Chapter 3 - Crime Areas
3.2 Malware - Future threats and developments
On 8 April 2014, Microsoft ceased support for its Windows XP operating system. Windows XP is still widely used, running on up to 25% of PCs worldwide [34] as well as embedded systems such as ATM machines. 2014/2015 will undoubtedly see an increase in infections of systems running XP as new vulnerabilities are discovered and left unaddressed. It is likely that exploit writers have been stockpiling new exploits for Windows XP, simply waiting for support to be withdrawn in order to release them onto the market at a premium rate [35]. We will inevitably see more targeted attacks on private and public sector entities still running XP. These attacks will gradually decline as it ceases to become profitable for malware developers to target an operating system used by an ever-dwindling victim-base.
We will see not only further development and refinement of cryptoware but also encryption built into many other malware variants to increase their functionality and the range of attack options available to cybercriminals with a single product. Malware developers will increasingly target other Internet enabled devices, particularly as they may not enjoy the same level of technical support or built-in security as other digital devices [36].
However, as public awareness of ransomware increases, the success rate of the malware, at least with domestic victims, will be eroded by every attacker too malicious or lazy to release the encryption key once the ransom is paid [37]. Once victims begin to believe their files will not be returned nor computers unlocked despite paying the ransom, then they may well accept their losses and pay nothing. Law enforcement should highlight this as part of any awareness campaign.
Malware is becoming increasingly ‘intelligent’. Some malware includes code to prevent it either being deployed or run in a sandbox environment, as used by malware researchers for analysis. In this way malware developers can avoid automated analysis of their product, thereby remaining undetected for longer [38]. Malware developers will continue to refine their products to make them stealthier and harder to detect and analyse.
Internet companies are increasingly employing a more liberal approach to identifying new vulnerabilities in the form of ‘bug bounties’. Many companies offer such rewards, paying security researchers up to USD 100 000 for finding flaws and vulnerabilities in their products. Such schemes will no doubt develop if ad-hoc payments to independent researchers become a more cost efficient preventative method for improving the security of a company’s products. However, just as malware development is mirroring commercial software development, exploit kit developers are also offering bounties for zero day exploits for inclusion in their kits; in October 2013, exploit writer J.P.Morgan announced a budget of USD 450 000 for the purchase of vulnerabilities [39].
Research has demonstrated a technical possibility to propagate malware via open WiFi networks [40]. Should this become a reality and be developed for criminal purposes it has the potential to have catastrophic consequences and will likely usher in a new wave of Internet and mobile security.

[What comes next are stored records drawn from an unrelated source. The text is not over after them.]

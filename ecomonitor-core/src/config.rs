use anyhow::{Context, Result, anyhow};
use directories::ProjectDirs;
use serde::{Deserialize, Serialize};
use std::{collections::HashMap, fs, path::PathBuf};

use crate::provider::ProviderId;

/// Configuration for a single upstream provider (e.g., API key).
#[derive(Debug, Clone, Serialize, Deserialize)]
pub struct ProviderConfig {
    pub api_key: String,
}

/// Top-level configuration stored on disk.
#[derive(Debug, Clone, Serialize, Deserialize, Default)]
pub struct Config {
    /// Example TOML:
    /// [providers.aqicn]
    /// api_key = "..."
    pub providers: HashMap<String, ProviderConfig>,
}

impl Config {
    pub fn has_provider(&self, id: ProviderId) -> bool {
        self.providers.contains_key(id.as_str())
    }

    pub fn provider_config(&self, id: ProviderId) -> Option<&ProviderConfig> {
        self.providers.get(id.as_str())
    }

    /// Load config from disk, or return an empty default if it doesn't exist yet.
    pub fn load() -> Result<Self> {
        let path = Self::config_file_path()?;
        if !path.exists() {
            // First run: no config file, return empty.
            return Ok(Self::default());
        }

        let contents = fs::read_to_string(&path)
            .with_context(|| format!("Failed to read config file: {}", path.display()))?;

        let cfg: Config = toml::from_str(&contents)
            .with_context(|| format!("Failed to parse config file: {}", path.display()))?;

        Ok(cfg)
    }

    /// Save config to disk, creating parent directories as needed.
    pub fn save(&self) -> Result<()> {
        let path = Self::config_file_path()?;

        if let Some(parent) = path.parent() {
            fs::create_dir_all(parent).with_context(|| {
                format!("Failed to create config directory: {}", parent.display())
            })?;
        }

        let toml =
            toml::to_string_pretty(self).context("Failed to serialize configuration to TOML")?;

        fs::write(&path, toml)
            .with_context(|| format!("Failed to write config file: {}", path.display()))?;

        Ok(())
    }

    /// Path to the config file.
    pub fn config_file_path() -> Result<PathBuf> {
        let dirs = ProjectDirs::from("dev", "ecomonitor", "ecomonitor-cli")
            .ok_or_else(|| anyhow!("Could not determine platform config directory"))?;

        Ok(dirs.config_dir().join("config.toml"))
    }

    /// Convenience helper: set/replace a provider API key.
    pub fn upsert_provider_api_key(&mut self, provider_id: ProviderId, api_key: String) {
        self.providers
            .insert(provider_id.as_str().to_string(), ProviderConfig { api_key });
    }

    /// Returns API key for a provider, if present.
    pub fn provider_api_key(&self, provider_id: ProviderId) -> Option<&str> {
        self.providers
            .get(provider_id.as_str())
            .map(|cfg| cfg.api_key.as_str())
    }

    pub fn is_provider_configured(&self, provider_id: ProviderId) -> bool {
        self.provider_api_key(provider_id).is_some()
    }
}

By 2012, mobile malware had reached a level of magnitude which PC malware had taken more than a decade to reach [41]. It is expected that, as malware developers refine their skills and become more intimately familiar with this platform, their products will become increasingly sophisticated and professional, and produced as-a-service. Mobile cryptoware is already a reality, although currently in limited circulation, however it is inevitable that more widespread variants will appear in the near future.
Internet security companies are reporting hundreds of thousands of new malware samples every single day [42]. It is likely that the current signature based methods of malware detection will be unable to cope with future malware production. We will therefore see further development of antivirus which detects malware based on abnormal activity.